The block barrel spread continued to widen with blocks gaining 1.5 cents to $1.8850, while the barrels closed up 0.25 cents to $1.76. Despite more loads making their way to the spot session, buy side interest has not slowed to this point and neither have the price gains. In a heavy volume trade ― nearly 1,800 contracts ― prices settled the day 2 to 28 cents higher from April through December. The largest gains continue to be seen in the nearby months of May, June and July which were all up at least 15 cents on the day.

Spot session results:

Block cheese: $1.885 (up 1.5 cent)

Barrel cheese $1.76 (up 0.25 cent)

Grade A NFDM: $1.785 (unchanged)

Butter: $1.78 (up 1 cent)

It was a relatively quiet session for the grain markets yesterday as futures finished the day mixed, but mostly higher. The slight gains, however, look relatively bullish when you consider the strength in the U.S. dollar and the subsequent weakness seen across most commodities, and crude oil in particular.

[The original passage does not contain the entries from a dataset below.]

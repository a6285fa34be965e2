//! Slash-separated namespace paths and entry-name rules.
//!
//! Paths are split on `/` with empty fragments dropped, so `""`, `"/"` and
//! `"//"` all name the root, and `"a//b/"` is the same as `"/a/b"`.
//!
//! Entry names created in a directory must be non-empty, must not contain
//! `/` or NUL, and must not be `.` or `..`.

use std::fmt;

use arbor_store::TreeEntry;

use crate::error::{NamespaceError, NamespaceResult};

/// A parsed namespace path: the list of names walked from the root.
#[derive(Clone, Debug, Default, PartialEq, Eq, Hash)]
pub struct NsPath {
    components: Vec<String>,
}

impl NsPath {
    pub fn parse(path: &str) -> Self {
        Self {
            components: path
                .split('/')
                .filter(|frag| !frag.is_empty())
                .map(str::to_string)
                .collect(),
        }
    }

    pub fn root() -> Self {
        Self::default()
    }

    pub fn is_root(&self) -> bool {
        self.components.is_empty()
    }

    pub fn components(&self) -> &[String] {
        &self.components
    }

    /// The parent's components and the final name; `None` for the root.
    pub fn split_last(&self) -> Option<(&[String], &str)> {
        self.components
            .split_last()
            .map(|(name, parent)| (parent, name.as_str()))
    }

    /// The path made of the first `len` components, rendered for messages.
    pub fn display_prefix(&self, len: usize) -> String {
        render(&self.components[..len.min(self.components.len())])
    }
}

fn render(components: &[String]) -> String {
    format!("/{}", components.join("/"))
}

impl fmt::Display for NsPath {
    fn fmt(&self, f: &mut fmt::Formatter<'_>) -> fmt::Result {
        f.write_str(&render(&self.components))
    }
}

impl From<&str> for NsPath {
    fn from(path: &str) -> Self {
        Self::parse(path)
    }
}

/// Check that `name` may be used as a directory entry.
pub fn validate_name(name: &str) -> NamespaceResult<()> {
    match TreeEntry::invalid_name_reason(name) {
        Some(reason) => Err(NamespaceError::InvalidPath {
            path: name.to_string(),
            reason: reason.to_string(),
        }),
        None => Ok(()),
    }
}
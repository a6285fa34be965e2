//! Sharded on-disk object store.
//!
//! Layout:
//! ```text
//! {root}/
//! └── objects/
//!     ├── 3f/
//!     │   └── 9a01...   # "<kind> <size>\0" header followed by the payload
//!     └── c2/
//!         └── 77de...
//! ```
//!
//! New objects are written to a temporary file inside `objects/`, synced, and
//! renamed into place. A reader therefore sees either no file or the complete
//! object, and an id is only handed back once the object is on disk.

use std::fs::{self, File};
use std::io::{BufRead, BufReader, Read, Write};
use std::path::{Path, PathBuf};

use tempfile::NamedTempFile;
use tracing::{debug, warn};

use arbor_types::ObjectId;

use crate::config::StoreConfig;
use crate::error::{StoreError, StoreResult};
use crate::object::{ObjectKind, StoredObject};
use crate::traits::ObjectStore;

/// Longest possible header: "blob " or "tree ", 20 size digits and the NUL.
const MAX_HEADER_LEN: u64 = 26;

/// Filesystem-backed [`ObjectStore`].
#[derive(Debug, Clone)]
pub struct FileObjectStore {
    objects_dir: PathBuf,
    config: StoreConfig,
}

impl FileObjectStore {
    /// Open (creating if needed) the store rooted at `root`.
    pub fn open(root: impl AsRef<Path>, config: StoreConfig) -> StoreResult<Self> {
        let objects_dir = root.as_ref().join("objects");
        fs::create_dir_all(&objects_dir)?;
        debug!(path = %objects_dir.display(), ?config, "opened object store");
        Ok(Self {
            objects_dir,
            config,
        })
    }

    pub fn config(&self) -> &StoreConfig {
        &self.config
    }

    /// Where the object with `id` lives (whether or not it exists).
    pub fn object_path(&self, id: &ObjectId) -> PathBuf {
        let (dir, rest) = id.shard();
        self.objects_dir.join(dir).join(rest)
    }

    fn encode(object: &StoredObject) -> Vec<u8> {
        let header = format!("{} {}\0", object.kind, object.size);
        let mut out = Vec::with_capacity(header.len() + object.data.len());
        out.extend_from_slice(header.as_bytes());
        out.extend_from_slice(&object.data);
        out
    }

    fn corrupt(id: &ObjectId, reason: &str) -> StoreError {
        StoreError::CorruptObject {
            id: *id,
            reason: reason.to_string(),
        }
    }

    /// Parse the `"<kind> <size>"` header, without its terminator.
    fn parse_header(id: &ObjectId, header: &[u8]) -> StoreResult<(ObjectKind, u64)> {
        let header =
            std::str::from_utf8(header).map_err(|_| Self::corrupt(id, "header is not utf-8"))?;
        let (tag, size) = header
            .split_once(' ')
            .ok_or_else(|| Self::corrupt(id, "malformed header"))?;
        let kind =
            ObjectKind::parse(tag).ok_or_else(|| Self::corrupt(id, "unknown object kind"))?;
        let size: u64 = size
            .parse()
            .map_err(|_| Self::corrupt(id, "malformed size"))?;
        Ok((kind, size))
    }

    fn decode(id: &ObjectId, raw: &[u8]) -> StoreResult<StoredObject> {
        let nul = raw
            .iter()
            .position(|b| *b == 0)
            .ok_or_else(|| Self::corrupt(id, "missing header terminator"))?;
        let (kind, size) = Self::parse_header(id, &raw[..nul])?;

        let data = raw[nul + 1..].to_vec();
        if data.len() as u64 != size {
            return Err(Self::corrupt(id, "payload length does not match header"));
        }
        Ok(StoredObject::new(kind, data))
    }

    #[cfg(unix)]
    fn sync_dir(dir: &Path) -> StoreResult<()> {
        File::open(dir)?.sync_all()?;
        Ok(())
    }

    #[cfg(not(unix))]
    fn sync_dir(_dir: &Path) -> StoreResult<()> {
        Ok(())
    }
}

impl ObjectStore for FileObjectStore {
    fn read(&self, id: &ObjectId) -> StoreResult<Option<StoredObject>> {
        let raw = match fs::read(self.object_path(id)) {
            Ok(raw) => raw,
            Err(e) if e.kind() == std::io::ErrorKind::NotFound => return Ok(None),
            Err(e) => return Err(e.into()),
        };
        let object = Self::decode(id, &raw)?;

        if self.config.verify_reads && !object.verify(id) {
            let computed = object.compute_id();
            warn!(id = %id.short_hex(), computed = %computed.short_hex(), "object failed verification");
            return Err(StoreError::HashMismatch { id: *id, computed });
        }
        Ok(Some(object))
    }

    /// Reads the header and the file length only; the payload is neither
    /// loaded nor verified.
    fn header(&self, id: &ObjectId) -> StoreResult<Option<(ObjectKind, u64)>> {
        let file = match File::open(self.object_path(id)) {
            Ok(file) => file,
            Err(e) if e.kind() == std::io::ErrorKind::NotFound => return Ok(None),
            Err(e) => return Err(e.into()),
        };
        let file_len = file.metadata()?.len();

        let mut raw = Vec::with_capacity(MAX_HEADER_LEN as usize);
        BufReader::new(file)
            .take(MAX_HEADER_LEN)
            .read_until(0, &mut raw)?;
        if raw.pop() != Some(0) {
            return Err(Self::corrupt(id, "missing header terminator"));
        }
        let (kind, size) = Self::parse_header(id, &raw)?;
        if file_len != raw.len() as u64 + 1 + size {
            return Err(Self::corrupt(id, "payload length does not match header"));
        }
        Ok(Some((kind, size)))
    }

    fn write(&self, object: &StoredObject) -> StoreResult<ObjectId> {
        let id = object.compute_id();
        let path = self.object_path(&id);
        if path.exists() {
            return Ok(id);
        }

        let shard = path
            .parent()
            .map(Path::to_path_buf)
            .unwrap_or_else(|| self.objects_dir.clone());
        fs::create_dir_all(&shard)?;

        let mut tmp = NamedTempFile::new_in(&self.objects_dir)?;
        tmp.write_all(&Self::encode(object))?;
        if self.config.sync_writes {
            tmp.as_file().sync_all()?;
        }
        // Renaming over an object some other writer just finished is harmless:
        // both files hold identical bytes.
        tmp.persist(&path).map_err(|e| StoreError::Io(e.error))?;
        if self.config.sync_writes {
            Self::sync_dir(&shard)?;
        }

        debug!(id = %id.short_hex(), kind = %object.kind, size = object.size, "stored object");
        Ok(id)
    }

    fn exists(&self, id: &ObjectId) -> StoreResult<bool> {
        Ok(self.object_path(id).exists())
    }
}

May corn finished the day down 2.75 cents to 660.50, while December corn closed up by 6.5 cents to 547.25 as thunderstorms rolled through the Midwest and longer-term forecasts remain wet, heightening the potential for planting delays. Given the forecasts, it’s tough not to be moderately bullish in the short term, but rest assured farmers will plant if they get a window. Interestingly, soybean prices showed the opposite reaction of corn with May closing up 10.75 cents at 1422.25, while November closed down half a cent to 1218. The reversal of the spread is likely due to the planting concerns as soybeans require a shorter growing season than corn. This would manifest itself through a decrease in corn acres should we see a late spring and an increase in soybean acreage.